_What needs to be done_. Go through the records and copy each line where the word "bool" occurs.

---------- Recorded data

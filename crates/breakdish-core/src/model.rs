// Immutable league data handed to the engine by ingestion, plus the roster
// and override shapes callers build around it.

use std::collections::BTreeMap;

use chrono::NaiveDate;
use serde::{Deserialize, Serialize};

// ---------------------------------------------------------------------------
// Names
// ---------------------------------------------------------------------------

/// Canonical form of a player or team name: trimmed, lowercased, internal
/// whitespace collapsed to single spaces.
///
/// All identity comparisons in the engine go through this, so "Jo  Smith"
/// and "jo smith" refer to the same player.
pub fn normalize_name(name: &str) -> String {
    name.split_whitespace()
        .map(|part| part.to_lowercase())
        .collect::<Vec<_>>()
        .join(" ")
}

/// True when two names refer to the same player or team.
pub fn same_name(a: &str, b: &str) -> bool {
    normalize_name(a) == normalize_name(b)
}

// ---------------------------------------------------------------------------
// Frames and match results
// ---------------------------------------------------------------------------

/// Which side of a fixture something belongs to.
#[derive(Debug, Clone, Copy, PartialEq, Eq, Hash, Serialize, Deserialize)]
pub enum Side {
    Home,
    Away,
}

impl Side {
    pub fn opposite(self) -> Side {
        match self {
            Side::Home => Side::Away,
            Side::Away => Side::Home,
        }
    }
}

/// A match is played as two sets of frames.
#[derive(Debug, Clone, Copy, PartialEq, Eq, Hash, PartialOrd, Ord, Serialize, Deserialize)]
pub enum SetNumber {
    One,
    Two,
}

impl SetNumber {
    pub fn from_index(index: u8) -> Option<SetNumber> {
        match index {
            1 => Some(SetNumber::One),
            2 => Some(SetNumber::Two),
            _ => None,
        }
    }
}

/// One individual frame (game) within a match.
#[derive(Debug, Clone, PartialEq, Serialize, Deserialize)]
pub struct Frame {
    pub date: NaiveDate,
    pub division: String,
    pub home_team: String,
    pub away_team: String,
    pub home_player: String,
    pub away_player: String,
    pub set: SetNumber,
    pub winner: Side,
    /// Break-and-dish by the frame winner.
    pub break_and_dish: bool,
    /// The loser did not play; the frame was awarded.
    pub forfeit: bool,
    /// Cup frames are excluded from league-only calculations.
    pub cup: bool,
}

impl Frame {
    /// The side `player` played on in this frame, if any.
    pub fn side_of(&self, player: &str) -> Option<Side> {
        let key = normalize_name(player);
        if normalize_name(&self.home_player) == key {
            Some(Side::Home)
        } else if normalize_name(&self.away_player) == key {
            Some(Side::Away)
        } else {
            None
        }
    }

    /// The side `team` played on in this frame, if any.
    pub fn team_side(&self, team: &str) -> Option<Side> {
        let key = normalize_name(team);
        if normalize_name(&self.home_team) == key {
            Some(Side::Home)
        } else if normalize_name(&self.away_team) == key {
            Some(Side::Away)
        } else {
            None
        }
    }

    pub fn player(&self, side: Side) -> &str {
        match side {
            Side::Home => &self.home_player,
            Side::Away => &self.away_player,
        }
    }

    pub fn team(&self, side: Side) -> &str {
        match side {
            Side::Home => &self.home_team,
            Side::Away => &self.away_team,
        }
    }
}

/// One team-vs-team fixture result.
#[derive(Debug, Clone, PartialEq, Serialize, Deserialize)]
pub struct MatchResult {
    pub date: NaiveDate,
    pub division: String,
    pub home_team: String,
    pub away_team: String,
    pub home_score: u32,
    pub away_score: u32,
    #[serde(default)]
    pub cup: bool,
}

/// Outcome of a fixture from one team's point of view.
#[derive(Debug, Clone, Copy, PartialEq, Eq, Serialize)]
pub enum Outcome {
    Win,
    Draw,
    Loss,
}

impl Outcome {
    pub fn letter(self) -> char {
        match self {
            Outcome::Win => 'W',
            Outcome::Draw => 'D',
            Outcome::Loss => 'L',
        }
    }
}

impl MatchResult {
    /// The result as seen by `team`, or `None` if the team did not play.
    pub fn outcome_for(&self, team: &str) -> Option<Outcome> {
        let key = normalize_name(team);
        let (ours, theirs) = if normalize_name(&self.home_team) == key {
            (self.home_score, self.away_score)
        } else if normalize_name(&self.away_team) == key {
            (self.away_score, self.home_score)
        } else {
            return None;
        };
        Some(if ours > theirs {
            Outcome::Win
        } else if ours < theirs {
            Outcome::Loss
        } else {
            Outcome::Draw
        })
    }

    pub fn involves(&self, team: &str) -> bool {
        same_name(&self.home_team, team) || same_name(&self.away_team, team)
    }
}

// ---------------------------------------------------------------------------
// Derived player stats and rosters
// ---------------------------------------------------------------------------

/// Aggregate record for one player over one season.
#[derive(Debug, Clone, PartialEq, Serialize, Deserialize)]
pub struct PlayerSeasonStat {
    pub player: String,
    pub team: Option<String>,
    pub played: u32,
    pub won: u32,
    /// Raw win percentage, 0-100. Zero when nothing was played.
    pub pct: f64,
    pub bd_for: u32,
    pub bd_against: u32,
    pub forfeits: u32,
    /// Includes cup frames; excluded from league-only calculations.
    pub cup: bool,
}

impl PlayerSeasonStat {
    /// A zeroed record: the typed "no data" value.
    pub fn empty(player: &str) -> Self {
        PlayerSeasonStat {
            player: player.to_string(),
            team: None,
            played: 0,
            won: 0,
            pct: 0.0,
            bd_for: 0,
            bd_against: 0,
            forfeits: 0,
            cup: false,
        }
    }

    pub fn lost(&self) -> u32 {
        self.played.saturating_sub(self.won)
    }
}

/// A player's record for one season. `None` means the player has no games
/// that season, which is distinct from a record of zero wins.
pub type SeasonStat = Option<PlayerSeasonStat>;

#[derive(Debug, Clone, PartialEq, Serialize, Deserialize)]
pub struct RosterEntry {
    pub name: String,
    pub stat: SeasonStat,
    /// Adjusted win rate (0-1) carried over from a previous season.
    pub prior_rating: Option<f64>,
}

impl RosterEntry {
    pub fn new(name: &str, stat: SeasonStat) -> Self {
        RosterEntry {
            name: name.to_string(),
            stat,
            prior_rating: None,
        }
    }
}

#[derive(Debug, Clone, PartialEq, Serialize, Deserialize)]
pub struct TeamRoster {
    pub team: String,
    pub players: Vec<RosterEntry>,
}

impl TeamRoster {
    pub fn contains(&self, player: &str) -> bool {
        self.players.iter().any(|p| same_name(&p.name, player))
    }
}

/// Find a team's roster by name.
pub fn find_roster<'a>(rosters: &'a [TeamRoster], team: &str) -> Option<&'a TeamRoster> {
    rosters.iter().find(|r| same_name(&r.team, team))
}

/// A hypothetical roster change. Shadows the real roster for prediction only.
#[derive(Debug, Clone, Default, PartialEq, Serialize, Deserialize)]
pub struct SquadOverride {
    #[serde(default)]
    pub added: Vec<String>,
    #[serde(default)]
    pub removed: Vec<String>,
}

impl SquadOverride {
    pub fn is_empty(&self) -> bool {
        self.added.is_empty() && self.removed.is_empty()
    }
}

/// Squad overrides keyed by team name.
pub type SquadOverrides = BTreeMap<String, SquadOverride>;

// ---------------------------------------------------------------------------
// Season structure
// ---------------------------------------------------------------------------

/// A fixture still to be played.
#[derive(Debug, Clone, PartialEq, Eq, Serialize, Deserialize)]
pub struct Fixture {
    pub home: String,
    pub away: String,
}

/// A manually pinned outcome for a future fixture.
#[derive(Debug, Clone, PartialEq, Eq, Serialize, Deserialize)]
pub struct LockedResult {
    pub home: String,
    pub away: String,
    pub home_score: u32,
    pub away_score: u32,
}

impl LockedResult {
    pub fn matches(&self, fixture: &Fixture) -> bool {
        same_name(&self.home, &fixture.home) && same_name(&self.away, &fixture.away)
    }
}

/// A team's current league table row.
#[derive(Debug, Clone, PartialEq, Serialize, Deserialize)]
pub struct Standing {
    pub team: String,
    pub played: u32,
    pub points: u32,
    pub frames_for: u32,
    pub frames_against: u32,
}

impl Standing {
    pub fn new(team: &str, points: u32) -> Self {
        Standing {
            team: team.to_string(),
            played: 0,
            points,
            frames_for: 0,
            frames_against: 0,
        }
    }

    pub fn frame_difference(&self) -> i64 {
        self.frames_for as i64 - self.frames_against as i64
    }
}

/// Aggregated player records for one independent league.
#[derive(Debug, Clone, PartialEq, Serialize, Deserialize)]
pub struct LeagueDataset {
    pub name: String,
    pub players: Vec<PlayerSeasonStat>,
}

// ---------------------------------------------------------------------------
// Tests
// ---------------------------------------------------------------------------

#[cfg(test)]
mod tests {
    use super::*;

    fn result(home: &str, away: &str, hs: u32, a_s: u32) -> MatchResult {
        MatchResult {
            date: NaiveDate::from_ymd_opt(2025, 1, 1).unwrap(),
            division: "Premier".into(),
            home_team: home.into(),
            away_team: away.into(),
            home_score: hs,
            away_score: a_s,
            cup: false,
        }
    }

    #[test]
    fn normalize_collapses_case_and_whitespace() {
        assert_eq!(normalize_name("  Jo   SMITH "), "jo smith");
        assert!(same_name("Jo Smith", "jo\tsmith"));
        assert!(!same_name("Jo Smith", "Joe Smith"));
    }

    #[test]
    fn outcome_from_each_side() {
        let r = result("Red Lion", "Crown", 6, 4);
        assert_eq!(r.outcome_for("red lion"), Some(Outcome::Win));
        assert_eq!(r.outcome_for("Crown"), Some(Outcome::Loss));
        assert_eq!(r.outcome_for("Anchor"), None);

        let d = result("Red Lion", "Crown", 5, 5);
        assert_eq!(d.outcome_for("Crown"), Some(Outcome::Draw));
    }

    #[test]
    fn set_number_from_index() {
        assert_eq!(SetNumber::from_index(1), Some(SetNumber::One));
        assert_eq!(SetNumber::from_index(2), Some(SetNumber::Two));
        assert_eq!(SetNumber::from_index(3), None);
    }

    #[test]
    fn locked_result_matches_normalized_fixture() {
        let lock = LockedResult {
            home: "Red Lion".into(),
            away: "Crown".into(),
            home_score: 7,
            away_score: 3,
        };
        assert!(lock.matches(&Fixture {
            home: "red lion".into(),
            away: "CROWN".into()
        }));
        assert!(!lock.matches(&Fixture {
            home: "Crown".into(),
            away: "Red Lion".into()
        }));
    }
}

--------------------

_Exercise answer_.
pub fn same_name(a: &str, b: &str) -> bool {
    pub break_and_dish: bool,
    pub forfeit: bool,
    pub cup: bool,
    pub cup: bool,
    pub fn involves(&self, team: &str) -> bool {
    pub cup: bool,
    pub fn contains(&self, player: &str) -> bool {
    pub fn is_empty(&self) -> bool {
    pub fn matches(&self, fixture: &Fixture) -> bool {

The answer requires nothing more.